TASK STATEMENT →
Using the data beneath, show every line that includes the word "FieldErrorKind".
★ ★ ★
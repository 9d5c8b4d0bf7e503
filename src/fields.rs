use anyhow::{Context, Result};
use itertools::Itertools;

use crate::{
    cli::FieldsArgs,
    schema::{FieldSpec, Schema},
    table,
};

pub fn execute(args: &FieldsArgs) -> Result<()> {
    let schema = Schema::load(&args.schema)
        .with_context(|| format!("Loading schema from {:?}", args.schema))?;
    let (headers, rows) = field_rows(&schema);
    table::print_table(&headers, &rows);

    if !schema.declared_sources().is_empty() {
        println!();
        let headers = vec![
            "source".to_string(),
            "kind".to_string(),
            "merge_fields".to_string(),
        ];
        let rows = schema
            .declared_sources()
            .iter()
            .map(|source| {
                vec![
                    source.name.clone(),
                    source.kind.to_string(),
                    source
                        .merge_fields
                        .as_ref()
                        .map(|fields| fields.join(", "))
                        .unwrap_or_else(|| "(all mapped)".to_string()),
                ]
            })
            .collect::<Vec<_>>();
        table::print_table(&headers, &rows);
    }
    Ok(())
}

pub(crate) fn field_rows(schema: &Schema) -> (Vec<String>, Vec<Vec<String>>) {
    let headers = ["#", "field", "datatype", "required", "sources", "constraints"]
        .iter()
        .map(|h| h.to_string())
        .collect();
    let rows = schema
        .fields()
        .iter()
        .enumerate()
        .map(|(idx, field)| {
            vec![
                (idx + 1).to_string(),
                field.name.clone(),
                field.datatype.to_string(),
                if field.required { "yes" } else { "no" }.to_string(),
                field
                    .source_mappings
                    .iter()
                    .map(|(source, column)| format!("{source}:{column}"))
                    .join(", "),
                describe_constraints(field),
            ]
        })
        .collect();
    (headers, rows)
}

fn describe_constraints(field: &FieldSpec) -> String {
    let mut parts = Vec::new();
    if let Some(allowed) = &field.allowed_values {
        parts.push(format!("one of [{}]", allowed.iter().join(", ")));
    }
    match (field.min, field.max) {
        (Some(min), Some(max)) => parts.push(format!("{min}..={max}")),
        (Some(min), None) => parts.push(format!(">= {min}")),
        (None, Some(max)) => parts.push(format!("<= {max}")),
        (None, None) => {}
    }
    parts.join("; ")
}
//! Per-run outcome counters.

use serde::Serialize;

use crate::{error::FieldErrorKind, reconcile::Outcome};

/// Counters for one ingestion run. Every counter only ever grows.
#[derive(Debug, Clone, Default, PartialEq, Eq, Serialize)]
pub struct RunStatistics {
    rows_read: usize,
    columns: Vec<String>,
    source: Option<String>,
    rows_mapped: usize,
    missing_required: usize,
    type_errors: usize,
    validation_errors: usize,
    created: usize,
    updated: usize,
    duplicates: usize,
    unattached_climate: usize,
    insert_errors: usize,
}

impl RunStatistics {
    pub fn new(columns: &[String]) -> Self {
        Self {
            columns: columns.to_vec(),
            ..Self::default()
        }
    }

    pub fn rows_read(&self) -> usize {
        self.rows_read
    }

    pub fn columns(&self) -> &[String] {
        &self.columns
    }

    pub fn source(&self) -> Option<&str> {
        self.source.as_deref()
    }

    pub fn rows_mapped(&self) -> usize {
        self.rows_mapped
    }

    pub fn missing_required(&self) -> usize {
        self.missing_required
    }

    pub fn type_errors(&self) -> usize {
        self.type_errors
    }

    pub fn validation_errors(&self) -> usize {
        self.validation_errors
    }

    pub fn created(&self) -> usize {
        self.created
    }

    pub fn updated(&self) -> usize {
        self.updated
    }

    pub fn duplicates(&self) -> usize {
        self.duplicates
    }

    pub fn unattached_climate(&self) -> usize {
        self.unattached_climate
    }

    pub fn insert_errors(&self) -> usize {
        self.insert_errors
    }

    pub fn total_errors(&self) -> usize {
        self.missing_required + self.type_errors + self.validation_errors + self.insert_errors
    }

    /// An empty run without errors is still a success.
    pub fn is_success(&self) -> bool {
        self.total_errors() == 0
    }

    pub(crate) fn set_source(&mut self, source: &str) {
        self.source = Some(source.to_string());
    }

    pub(crate) fn record_row_read(&mut self) {
        self.rows_read += 1;
    }

    pub(crate) fn record_row_mapped(&mut self) {
        self.rows_mapped += 1;
    }

    /// Counted once per row, however many of its fields were missing.
    pub(crate) fn record_missing_required(&mut self) {
        self.missing_required += 1;
    }

    pub(crate) fn record_field_error(&mut self, kind: &FieldErrorKind) {
        match kind {
            // Row-level; see `record_missing_required`.
            FieldErrorKind::MissingRequired => {}
            FieldErrorKind::Coercion(_) => self.type_errors += 1,
            FieldErrorKind::Validation { .. } => self.validation_errors += 1,
        }
    }

    pub(crate) fn record_outcome(&mut self, outcome: &Outcome) {
        match outcome {
            Outcome::Created { .. } => self.created += 1,
            Outcome::Duplicate { .. } => self.duplicates += 1,
            Outcome::Merged { records, .. } => self.updated += records.len(),
            Outcome::Unattached { .. } => self.unattached_climate += 1,
            Outcome::Failed { merged, .. } => {
                self.updated += merged.len();
                self.insert_errors += 1;
            }
        }
    }
}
★ ★ ★
RESULT OF THE EXERCISE →
use crate::{error::FieldErrorKind, reconcile::Outcome};
    pub(crate) fn record_field_error(&mut self, kind: &FieldErrorKind) {
            FieldErrorKind::MissingRequired => {}
            FieldErrorKind::Coercion(_) => self.type_errors += 1,
            FieldErrorKind::Validation { .. } => self.validation_errors += 1,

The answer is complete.